Un soir, au retour d'une longue journée passée à traquer le « motif », Van Gogh passe devant la chaumière de la famille de Groot qu'il connaît bien et décide de s'y reposer un instant. Il entre. Un instant saisi par l'obscurité qui règne à l'intérieur, il distingue peu à peu les cinq figures familières groupées autour d'un plat de pommes de terre fumant, à la clarté parcimonieuse d’une lampe à pétrole suspendue au-dessus de la table. « Je tiens mon motif », pense-t-il alors.[réf. nécessaire] Et pourtant, il est venu souvent chez les de Groot, auparavant, parce qu'ils veulent bien poser pour lui de temps en temps, en échange d'un petit peu d'argent.
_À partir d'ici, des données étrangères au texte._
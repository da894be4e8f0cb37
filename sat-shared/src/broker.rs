use std::collections::BTreeMap;

use serde::{Deserialize, Serialize, de::DeserializeOwned};
use serde_json::Value;

#[derive(Debug, Serialize, Deserialize, Clone, PartialEq, Eq)]
#[serde(rename_all = "snake_case")]
pub enum BrokerAction {
    Workflow(String),
    JobTemplate(String),
}

/// A named broker workflow (or job template) plus its keyword arguments.
#[derive(Debug, Serialize, Deserialize, Clone, PartialEq)]
pub struct BrokerRequest {
    pub action: BrokerAction,
    pub args: BTreeMap<String, Value>,
}

impl BrokerRequest {
    pub fn workflow(name: impl Into<String>) -> Self {
        Self {
            action: BrokerAction::Workflow(name.into()),
            args: BTreeMap::new(),
        }
    }

    pub fn job_template(name: impl Into<String>) -> Self {
        Self {
            action: BrokerAction::JobTemplate(name.into()),
            args: BTreeMap::new(),
        }
    }

    pub fn arg(mut self, key: &str, value: impl Into<Value>) -> Self {
        self.args.insert(key.to_string(), value.into());
        self
    }

    pub fn name(&self) -> &str {
        match &self.action {
            BrokerAction::Workflow(name) | BrokerAction::JobTemplate(name) => name,
        }
    }

    pub fn get(&self, key: &str) -> Option<&Value> {
        self.args.get(key)
    }
}

#[derive(Debug, thiserror::Error)]
pub enum DataOutError {
    #[error("broker output has no data_out section")]
    Missing,
    #[error("broker data_out has unexpected shape: {0}")]
    Shape(#[from] serde_json::Error),
}

/// Decode the `data_out` section of a provisioning workflow result.
pub fn data_out<T: DeserializeOwned>(output: &Value) -> Result<T, DataOutError> {
    let section = output.get("data_out").ok_or(DataOutError::Missing)?;
    Ok(serde_json::from_value(section.clone())?)
}

/// Artifacts of the workflow that wires a satellite into the provisioning VLAN.
#[derive(Debug, Serialize, Deserialize, Clone, PartialEq, Eq)]
pub struct ProvisioningNetworkOutput {
    /// Interface address in CIDR form, e.g. `192.168.10.2/24`.
    pub provisioning_addr_ipv4: String,
    pub provisioning_gw_ipv4: String,
    pub provisioning_host_range_start: String,
    pub provisioning_host_range_end: String,
    #[serde(default)]
    pub provisioning_upstream_dns: Vec<String>,
}
//! Scopes, memoization keys and teardown stacks.
//!
//! A scope caches every fixture built inside it and remembers how to undo
//! what it created. Closing a scope runs its teardown steps newest first.

mod context;
mod guard;

pub use context::*;
pub use guard::*;

use std::{any::Any, collections::HashMap, fmt, future::Future, panic::AssertUnwindSafe};

use futures::{FutureExt, future::BoxFuture};

use crate::{
    fixtures::{ProvisioningType, TargetStrategy},
    helpers::{FixtureError, FixtureResult, TeardownFailure},
};

/// Lifetimes a fixture can be bound to, outermost first.
#[derive(Debug, Clone, Copy, PartialEq, Eq, PartialOrd, Ord, Hash)]
pub enum ScopeLevel {
    Session,
    Module,
    Class,
    Function,
}

impl fmt::Display for ScopeLevel {
    fn fmt(&self, f: &mut fmt::Formatter<'_>) -> fmt::Result {
        f.write_str(match self {
            ScopeLevel::Session => "session",
            ScopeLevel::Module => "module",
            ScopeLevel::Class => "class",
            ScopeLevel::Function => "function",
        })
    }
}

/// Memoization key. Parameters that change the built resource are part of it.
#[derive(Debug, Clone, PartialEq, Eq, Hash)]
pub enum ResourceKind {
    DefaultSat,
    TargetSat(TargetStrategy),
    Organization,
    Location,
    LibraryEnvironment,
    DefaultArchitecture,
    DefaultPartitionTable,
    ProvisioningCapsule,
    ProvisioningSat,
    RhelContent {
        rhel_version: u32,
        provisioning_type: ProvisioningType,
    },
    SshKeyFile,
    VmwareComputeResource,
    DiscoveryHostGroup,
    DiscoveryOrganization,
    DiscoveryLocation,
    ProvisioningEnv,
    DiscoverySat,
}

type TeardownFn = Box<dyn FnOnce() -> BoxFuture<'static, FixtureResult<()>> + Send + Sync>;

struct TeardownStep {
    label: String,
    run: TeardownFn,
}

/// One open scope: its cache and its pending teardown steps.
pub struct Scope {
    level: ScopeLevel,
    name: String,
    cache: HashMap<ResourceKind, Box<dyn Any + Send + Sync>>,
    teardowns: Vec<TeardownStep>,
}

impl fmt::Debug for Scope {
    fn fmt(&self, f: &mut fmt::Formatter<'_>) -> fmt::Result {
        f.debug_struct("Scope")
            .field("level", &self.level)
            .field("name", &self.name)
            .field("cached", &self.cache.keys().collect::<Vec<_>>())
            .field("teardowns", &self.teardown_labels())
            .finish()
    }
}

impl Scope {
    pub fn new(level: ScopeLevel, name: impl Into<String>) -> Self {
        Self {
            level,
            name: name.into(),
            cache: HashMap::new(),
            teardowns: Vec::new(),
        }
    }

    pub fn level(&self) -> ScopeLevel {
        self.level
    }

    pub fn name(&self) -> &str {
        &self.name
    }

    /// Cached value for `kind`. Asking for the wrong type is a setup error.
    pub fn get<T: Clone + 'static>(&self, kind: &ResourceKind) -> FixtureResult<Option<T>> {
        match self.cache.get(kind) {
            None => Ok(None),
            Some(value) => value.downcast_ref::<T>().cloned().map(Some).ok_or_else(|| {
                FixtureError::Setup(format!(
                    "{kind:?} in {} scope holds a different type",
                    self.level
                ))
            }),
        }
    }

    pub fn insert<T: Clone + Send + Sync + 'static>(&mut self, kind: ResourceKind, value: T) {
        self.cache.insert(kind, Box::new(value));
    }

    pub fn defer<F, Fut>(&mut self, label: impl Into<String>, run: F)
    where
        F: FnOnce() -> Fut + Send + Sync + 'static,
        Fut: Future<Output = FixtureResult<()>> + Send + 'static,
    {
        self.teardowns.push(TeardownStep {
            label: label.into(),
            run: Box::new(move || run().boxed()),
        });
    }

    pub fn teardown_labels(&self) -> Vec<&str> {
        self.teardowns.iter().map(|t| t.label.as_str()).collect()
    }

    /// Run every teardown step newest first. A failing or panicking step is
    /// recorded and the rest still run. The cache is dropped afterwards.
    pub async fn close(mut self) -> Vec<TeardownFailure> {
        let scope = format!("{} {}", self.level, self.name);
        tracing::info!("Closing {} ({} teardown step(s))", scope, self.teardowns.len());

        let mut failures = Vec::new();
        while let Some(step) = self.teardowns.pop() {
            tracing::debug!("[{}] teardown: {}", scope, step.label);
            let message = match AssertUnwindSafe((step.run)()).catch_unwind().await {
                Ok(Ok(())) => continue,
                Ok(Err(e)) => e.to_string(),
                Err(panic) => panic_message(panic.as_ref()),
            };
            tracing::error!("[{}] teardown '{}' failed: {}", scope, step.label, message);
            failures.push(TeardownFailure {
                scope: scope.clone(),
                step: step.label,
                message,
            });
        }
        failures
    }
}

pub(crate) fn panic_message(panic: &(dyn Any + Send)) -> String {
    if let Some(s) = panic.downcast_ref::<&str>() {
        format!("panicked: {s}")
    } else if let Some(s) = panic.downcast_ref::<String>() {
        format!("panicked: {s}")
    } else {
        "panicked".to_string()
    }
}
Il a peint à plusieurs reprises la mère, le fils et la petite Gordina, dont le visage n'est pas encore marqué par le dur labeur. Mais là, alors qu'ils sont tous rassemblés dans le clair-obscur de cet espace clos, il se trouve soudain plongé au cœur d'une de ces « nuits » à la Gerard ter Borch.
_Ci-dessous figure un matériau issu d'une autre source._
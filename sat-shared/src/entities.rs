use serde::{Deserialize, Serialize};
use serde_json::Value;

pub type EntityId = u64;

/// `{id, name}` pair the API embeds when one record points at another.
#[derive(Debug, Serialize, Deserialize, Clone, PartialEq, Eq)]
pub struct Reference {
    pub id: EntityId,
    #[serde(default)]
    pub name: Option<String>,
}

#[derive(Debug, Serialize, Deserialize, Clone, PartialEq, Eq)]
pub struct Organization {
    pub id: EntityId,
    pub name: String,
    #[serde(default)]
    pub label: Option<String>,
}

#[derive(Debug, Serialize, Deserialize, Clone, PartialEq, Eq)]
pub struct Location {
    pub id: EntityId,
    pub name: String,
}

/// Capsule: the proxy serving DNS/DHCP/TFTP/templates/discovery for a segment.
#[derive(Debug, Serialize, Deserialize, Clone, PartialEq, Eq)]
pub struct SmartProxy {
    pub id: EntityId,
    pub name: String,
    #[serde(default)]
    pub url: Option<String>,
    #[serde(default)]
    pub locations: Vec<Reference>,
}

#[derive(Debug, Serialize, Deserialize, Clone, PartialEq, Eq)]
pub struct Domain {
    pub id: EntityId,
    pub name: String,
    #[serde(default)]
    pub dns_id: Option<EntityId>,
}

#[derive(Debug, Serialize, Deserialize, Clone, PartialEq, Eq)]
pub struct Subnet {
    pub id: EntityId,
    pub name: String,
    pub network: String,
    pub mask: String,
    #[serde(default)]
    pub gateway: Option<String>,
    #[serde(default)]
    pub from: Option<String>,
    #[serde(default)]
    pub to: Option<String>,
    #[serde(default)]
    pub dns_primary: Option<String>,
    #[serde(default)]
    pub dns_secondary: Option<String>,
    #[serde(default)]
    pub boot_mode: Option<String>,
    #[serde(default)]
    pub ipam: Option<String>,
}

#[derive(Debug, Serialize, Deserialize, Clone, PartialEq, Eq)]
pub struct Product {
    pub id: EntityId,
    pub name: String,
}

#[derive(Debug, Serialize, Deserialize, Clone, PartialEq, Eq)]
pub struct Repository {
    pub id: EntityId,
    pub name: String,
    #[serde(default)]
    pub label: Option<String>,
    #[serde(default)]
    pub content_type: Option<String>,
    #[serde(default)]
    pub url: Option<String>,
    #[serde(default)]
    pub product: Option<Reference>,
}

#[derive(Debug, Serialize, Deserialize, Clone, PartialEq, Eq)]
pub struct ContentView {
    pub id: EntityId,
    pub name: String,
    #[serde(default)]
    pub repository_ids: Vec<EntityId>,
    #[serde(default)]
    pub version_count: u32,
}

#[derive(Debug, Serialize, Deserialize, Clone, PartialEq, Eq)]
pub struct ActivationKey {
    pub id: EntityId,
    pub name: String,
    #[serde(default)]
    pub content_view_id: Option<EntityId>,
    #[serde(default)]
    pub environment: Option<Reference>,
}

/// One entry of an activation key's product content listing.
#[derive(Debug, Serialize, Deserialize, Clone, PartialEq, Eq)]
pub struct ProductContent {
    pub name: String,
    pub label: String,
}

#[derive(Debug, Serialize, Deserialize, Clone, PartialEq, Eq)]
pub struct ContentOverride {
    pub content_label: String,
    pub value: String,
}

#[derive(Debug, Serialize, Deserialize, Clone, PartialEq, Eq)]
pub struct LifecycleEnvironment {
    pub id: EntityId,
    pub name: String,
    #[serde(default)]
    pub library: bool,
}

#[derive(Debug, Serialize, Deserialize, Clone, PartialEq, Eq)]
pub struct OperatingSystem {
    pub id: EntityId,
    pub name: String,
    #[serde(default)]
    pub title: Option<String>,
    #[serde(default)]
    pub family: Option<String>,
    pub major: String,
    #[serde(default)]
    pub minor: Option<String>,
}

#[derive(Debug, Serialize, Deserialize, Clone, PartialEq, Eq)]
pub struct Architecture {
    pub id: EntityId,
    pub name: String,
}

#[derive(Debug, Serialize, Deserialize, Clone, PartialEq, Eq)]
pub struct PartitionTable {
    pub id: EntityId,
    pub name: String,
}

#[derive(Debug, Serialize, Deserialize, Clone, PartialEq, Eq)]
pub struct Host {
    pub id: EntityId,
    pub name: String,
    #[serde(default)]
    pub medium_id: Option<EntityId>,
    #[serde(default)]
    pub operatingsystem_id: Option<EntityId>,
    #[serde(default)]
    pub ptable_id: Option<EntityId>,
    #[serde(default)]
    pub domain_id: Option<EntityId>,
    #[serde(default)]
    pub architecture_id: Option<EntityId>,
}

#[derive(Debug, Serialize, Deserialize, Clone, PartialEq, Eq)]
pub struct HostGroup {
    pub id: EntityId,
    pub name: String,
    #[serde(default)]
    pub title: Option<String>,
    #[serde(default)]
    pub pxe_loader: Option<String>,
}

#[derive(Debug, Serialize, Deserialize, Clone, PartialEq, Eq)]
pub struct ComputeResource {
    pub id: EntityId,
    pub name: String,
    #[serde(default)]
    pub provider: Option<String>,
    #[serde(default)]
    pub url: Option<String>,
}

/// A global product setting. `value` is whatever JSON the server stores,
/// including `null` for never-set entries.
#[derive(Debug, Serialize, Deserialize, Clone, PartialEq)]
pub struct Setting {
    pub name: String,
    #[serde(default)]
    pub value: Value,
}

impl Setting {
    /// Value as the string the API accepts back on update. Unset reads as "".
    pub fn value_string(&self) -> String {
        setting_value_string(&self.value)
    }
}

pub fn setting_value_string(value: &Value) -> String {
    match value {
        Value::Null => String::new(),
        Value::String(s) => s.clone(),
        other => other.to_string(),
    }
}

// ---- creation payloads ----

#[derive(Debug, Serialize, Deserialize, Clone, Default, PartialEq, Eq)]
pub struct DomainSpec {
    pub name: String,
    #[serde(skip_serializing_if = "Option::is_none")]
    pub dns_id: Option<EntityId>,
    pub location_ids: Vec<EntityId>,
    pub organization_ids: Vec<EntityId>,
}

#[derive(Debug, Serialize, Deserialize, Clone, Default, PartialEq, Eq)]
pub struct SubnetSpec {
    pub name: String,
    pub network: String,
    pub mask: String,
    pub gateway: String,
    pub from: String,
    pub to: String,
    #[serde(skip_serializing_if = "Option::is_none")]
    pub dns_primary: Option<String>,
    #[serde(skip_serializing_if = "Option::is_none")]
    pub dns_secondary: Option<String>,
    pub boot_mode: String,
    pub ipam: String,
    pub dhcp_id: EntityId,
    pub tftp_id: EntityId,
    pub template_id: EntityId,
    pub dns_id: EntityId,
    pub httpboot_id: EntityId,
    pub discovery_id: EntityId,
    pub remote_execution_proxy_ids: Vec<EntityId>,
    pub domain_ids: Vec<EntityId>,
    pub location_ids: Vec<EntityId>,
    pub organization_ids: Vec<EntityId>,
}

#[derive(Debug, Serialize, Deserialize, Clone, PartialEq, Eq)]
pub struct ProductSpec {
    pub organization_id: EntityId,
    pub name: String,
}

#[derive(Debug, Serialize, Deserialize, Clone, PartialEq, Eq)]
pub struct RepositorySpec {
    pub product_id: EntityId,
    pub name: String,
    pub content_type: String,
    pub url: String,
}

/// Enable a Red Hat repository set and resolve the id of the enabled repo.
#[derive(Debug, Serialize, Deserialize, Clone, PartialEq, Eq)]
pub struct RedHatRepositorySpec {
    pub organization_id: EntityId,
    pub basearch: String,
    pub product: String,
    pub repo: String,
    pub reposet: String,
    pub releasever: String,
}

#[derive(Debug, Serialize, Deserialize, Clone, PartialEq, Eq)]
pub struct ContentViewSpec {
    pub organization_id: EntityId,
    pub name: String,
}

#[derive(Debug, Serialize, Deserialize, Clone, PartialEq, Eq)]
pub struct ActivationKeySpec {
    pub organization_id: EntityId,
    pub name: String,
    pub content_view_id: EntityId,
    pub environment_id: EntityId,
}

#[derive(Debug, Serialize, Deserialize, Clone, PartialEq, Eq)]
pub struct GroupParameter {
    pub name: String,
    pub parameter_type: String,
    pub value: String,
}

impl GroupParameter {
    pub fn string(name: &str, value: impl Into<String>) -> Self {
        Self {
            name: name.to_string(),
            parameter_type: "string".to_string(),
            value: value.into(),
        }
    }
}

#[derive(Debug, Serialize, Deserialize, Clone, Default, PartialEq, Eq)]
pub struct HostGroupSpec {
    pub name: String,
    pub organization_ids: Vec<EntityId>,
    pub location_ids: Vec<EntityId>,
    #[serde(skip_serializing_if = "Option::is_none")]
    pub architecture_id: Option<EntityId>,
    #[serde(skip_serializing_if = "Option::is_none")]
    pub domain_id: Option<EntityId>,
    #[serde(skip_serializing_if = "Option::is_none")]
    pub content_source_id: Option<EntityId>,
    #[serde(skip_serializing_if = "Option::is_none")]
    pub content_view_id: Option<EntityId>,
    #[serde(skip_serializing_if = "Option::is_none")]
    pub kickstart_repository_id: Option<EntityId>,
    #[serde(skip_serializing_if = "Option::is_none")]
    pub lifecycle_environment_id: Option<EntityId>,
    #[serde(skip_serializing_if = "Option::is_none")]
    pub compute_resource_id: Option<EntityId>,
    #[serde(skip_serializing_if = "Option::is_none")]
    pub root_pass: Option<String>,
    #[serde(skip_serializing_if = "Option::is_none")]
    pub operatingsystem_id: Option<EntityId>,
    #[serde(skip_serializing_if = "Option::is_none")]
    pub ptable_id: Option<EntityId>,
    #[serde(skip_serializing_if = "Option::is_none")]
    pub medium_id: Option<EntityId>,
    #[serde(skip_serializing_if = "Option::is_none")]
    pub subnet_id: Option<EntityId>,
    #[serde(skip_serializing_if = "Option::is_none")]
    pub pxe_loader: Option<String>,
    #[serde(skip_serializing_if = "Vec::is_empty", default)]
    pub group_parameters_attributes: Vec<GroupParameter>,
}

#[derive(Debug, Serialize, Deserialize, Clone, PartialEq, Eq)]
pub struct HostSpec {
    pub name: String,
    pub organization_id: EntityId,
    pub location_id: EntityId,
}

#[derive(Debug, Serialize, Deserialize, Clone, PartialEq, Eq)]
pub struct ComputeResourceSpec {
    pub name: String,
    pub provider: String,
    pub url: String,
    pub user: String,
    pub password: String,
    pub datacenter: String,
    pub organization_ids: Vec<EntityId>,
    pub location_ids: Vec<EntityId>,
}

/// Entity kinds the fixtures delete on teardown.
#[derive(Debug, Clone, Copy, PartialEq, Eq, Hash)]
pub enum EntityKind {
    Organization,
    Location,
    Domain,
    Subnet,
    Host,
    HostGroup,
    ComputeResource,
}

impl EntityKind {
    /// Collection path segment under `/api`.
    pub fn collection(&self) -> &'static str {
        match self {
            EntityKind::Organization => "organizations",
            EntityKind::Location => "locations",
            EntityKind::Domain => "domains",
            EntityKind::Subnet => "subnets",
            EntityKind::Host => "hosts",
            EntityKind::HostGroup => "hostgroups",
            EntityKind::ComputeResource => "compute_resources",
        }
    }
}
Vincent fait part à Théo de sa vision avec enthousiasme :

« Je reviens à l'instant de chez eux, j'ai même travaillé à la clarté de la lampe, bien que l'étude ait cette fois été établie de jour. Voici ce que la composition est devenue : J'ai peint cela sur une toile vraiment grande, et je crois, dans l'état où se trouve maintenant l'esquisse, que le tableau a de la vie. Je sais toutefois, et à coup sûr, que C.M., par exemple, parlera de ‘dessin incorrect’, etc. Sais-tu ce qui peut très bien être dit là-contre ? C'est que, dans la nature, les beaux effets de lumière exigent que l'on travaille très vite. »

— Vincent van Gogh, Lettre 399 N à Théo

Si la vivacité de la touche atteste la rapidité du coup de pinceau, en revanche la facture extrêmement fouillée de la couche picturale indique que la composition a été travaillée à plusieurs reprises. C'est que Van Gogh cherche à appliquer les prouesses techniques qu'il a pu découvrir chez Frans Hals et Rembrandt. Par exemple,

« Il n'y est pour ainsi dire pas employé de blanc une seule fois, mais simplement la couleur neutre qui se forme quand on mélange du rouge, du bleu de Paris et du jaune de Naples. Cette couleur est donc en soi un gris franc, mais elle fait blanc dans le tableau. »

— Vincent van Gogh, Lettre 405 N à Théo

Vincent se réfère également à la manière de Rembrandt dans le parti de faire émerger les visages et les mains de l'ombre en les éclairant par une source lumineuse provenant du milieu du tableau et non de la lampe dont le rôle plastique, purement fictif, constitue une entorse de plus à la « vérité littérale ». Trouvant son premier essai trop clair, en particulier la couleur des chairs, il confie à Théo dans la même lettre :

« Eh bien, je les ai repeintes, sans hésiter, sans pitié, et la couleur avec laquelle elles sont faites maintenant est à peu près celle d'une pomme de terre bien poussiéreuse, naturellement non épluchée. En peignant cela, je pensais encore à ce qu'on a dit, si justement, des paysans de Millet : « Ses paysans semblent peints avec la terre qu'ils ensemencent »

— Lettre 405 N à Théo

Les Mangeurs de pommes de terre ne sont pas une scène de genre à la Gérard Dou. Les personnages de Van Gogh ne sont pas ces gais lurons qui paraissent toujours vivre sans autre souci que de se préoccuper de quelque libertinage. Il s'en est clairement expliqué.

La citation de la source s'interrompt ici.